Top ! J ai adoré cette série atypique avec plusieurs niveaux de lecture .vivement la saison 2

Remak
19/03/2023 à 21:16

Des critiques s'éntendent sur la nature robotique de Regus parttof.
À mon sens sa nature, sa luxure, son or, sa démarche sont les attributs du diable. Certes made in america eponyme mais diable quand même, avec un je ne sais quoi de trés humain et de touchant. Vivement le 2 !

Derf
16/03/2023 à 20:59

Très bonne série quand on a des problème d'insomnie j'ai vu le début et me suis endormie !!!
Un très grand merci ça m'a évité les somnifères !!!!

Pike's
16/03/2023 à 09:17

Le navet, aussi en vente chez Amazon.
Mais qu'est donc est allé faire Christoph Waltz dans ce potager ?

Cea
10/03/2023 à 13:10

Bravo pour cette critique extrêmement juste que je partage en tous points ! J'ajouterai que le rythme de l'épisode final est pire que le reste, et la fin est absolument deceptive : on se dit tout au long de la série quune fulgurance des scénaristes est possible et qu'ils vont nous surprendre et nous en mettre plein les yeux, mais tout tombe à plat ! Quel dommage, car le jeu juste des acteurs nous fait tenir jusque là... Presque sûr qu'il n'y aura pas de suite, et en tous cas sûr de ne pas vouloir la regarder si c'est de la même teneur...

Regh
06/03/2023 à 23:56

Le personnage du consultant m’a fait penser au film Borgman ( https://www.ecranlarge.com/films/866213-borgman ) , il pourrait tout à fait être le même genre d’être surnaturel ou pas, agent du chaos, que celui du «  jardinier » dans le film

Tranchk
02/03/2023 à 06:51

Le seul à blâmer dans cette histoire c'est Tony Basgallop qui refait exactement le même coup qu'avec la série Apple Tv Servant (super ambiance, super réal, super acteurs mais au scénario imbuvable d'une sorte de nombrilisme attentiste frustrant)

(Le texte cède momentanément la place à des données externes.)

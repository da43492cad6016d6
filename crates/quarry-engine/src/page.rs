//! Page context.
//!
//! A `Page` is built once from a `PageConfig`. It owns the widget
//! registries and the services every source shares, wires each widget to the
//! sources it reads from, and exposes the UI event entry points.
//!
//! ## Event Flow
//!
//! ```text
//! UI event (filter, page, sort, row, map, panel)
//!        │
//!        ▼
//! Mutate widget / source state
//!        │
//!        ▼
//! prepare() every affected source     (synchronous)
//!        │
//!        ▼
//! dispatch() all prepared requests    (concurrent)
//!        │
//!        ▼
//! Outcomes keyed by source id
//! ```
//!
//! ## Configuration Errors
//!
//! A widget with missing or dangling settings is skipped and logged. Its
//! siblings are built as usual; the errors are kept for `skipped()`.

use futures::future::join_all;
use indexmap::IndexMap;
use quarry_core::{
    ConfigError, DownloadChunk, DownloadConfig, GridConfig, MapConfig, PageConfig, SortOrder,
    SourceConfig, Viewport,
};
use std::collections::HashSet;
use std::sync::Arc;

use crate::backend::{SearchBackend, TimeoutBackend};
use crate::consumer::{DownloadConsumer, GridConsumer, MapConsumer};
use crate::error::{EngineError, EngineResult};
use crate::filters::{FilterBoard, SpecialFields};
use crate::notice::Notifier;
use crate::panels::PanelTracker;
use crate::query::{BuiltQuery, QueryContext};
use crate::registry::{Registry, WidgetRegistry};
use crate::rows::{hide_rows_and_move_next, RemovalOutcome};
use crate::source::{DataSource, PopulateOutcome, Prepared, SourceServices};

/// Population outcome per source id.
pub type Outcomes = IndexMap<String, PopulateOutcome>;

/// Id for a widget configured without one.
fn widget_id(id: &str, kind: &str) -> String {
    if id.is_empty() {
        format!("{}:{}", kind, uuid::Uuid::new_v4())
    } else {
        id.to_string()
    }
}

fn lookup<T: ?Sized>(registry: &Registry<T>, id: &str) -> EngineResult<Arc<T>> {
    registry.get(id).ok_or_else(|| EngineError::UnknownWidget {
        kind: registry.kind(),
        id: id.to_string(),
    })
}

// =============================================================================
// Page
// =============================================================================

pub struct Page {
    services: SourceServices,
    widgets: WidgetRegistry,
    skipped: Vec<ConfigError>,
}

Niveau réal et jeu d'acteur, c'est plutôt bon. Mais alors le scénario est une catastrophe. Le format est court (30min max) et pourtant il ne se passe pas grand chose et on tourne effectivement toujours autour du pot sans traiter les points les plus intéressants et importants.

C'est une succession permanente de pourquoi qui ne sont jamais résolus, même pas pour une éventuelle saison 2 parce que cette saison 1 se suffit à elle même.
Je ne suis à titre personnel pas sûr que son renouvellement soit forcément déjà acté donc c'est vraiment un comble, et un grand sentiment de gâchis scénaristique.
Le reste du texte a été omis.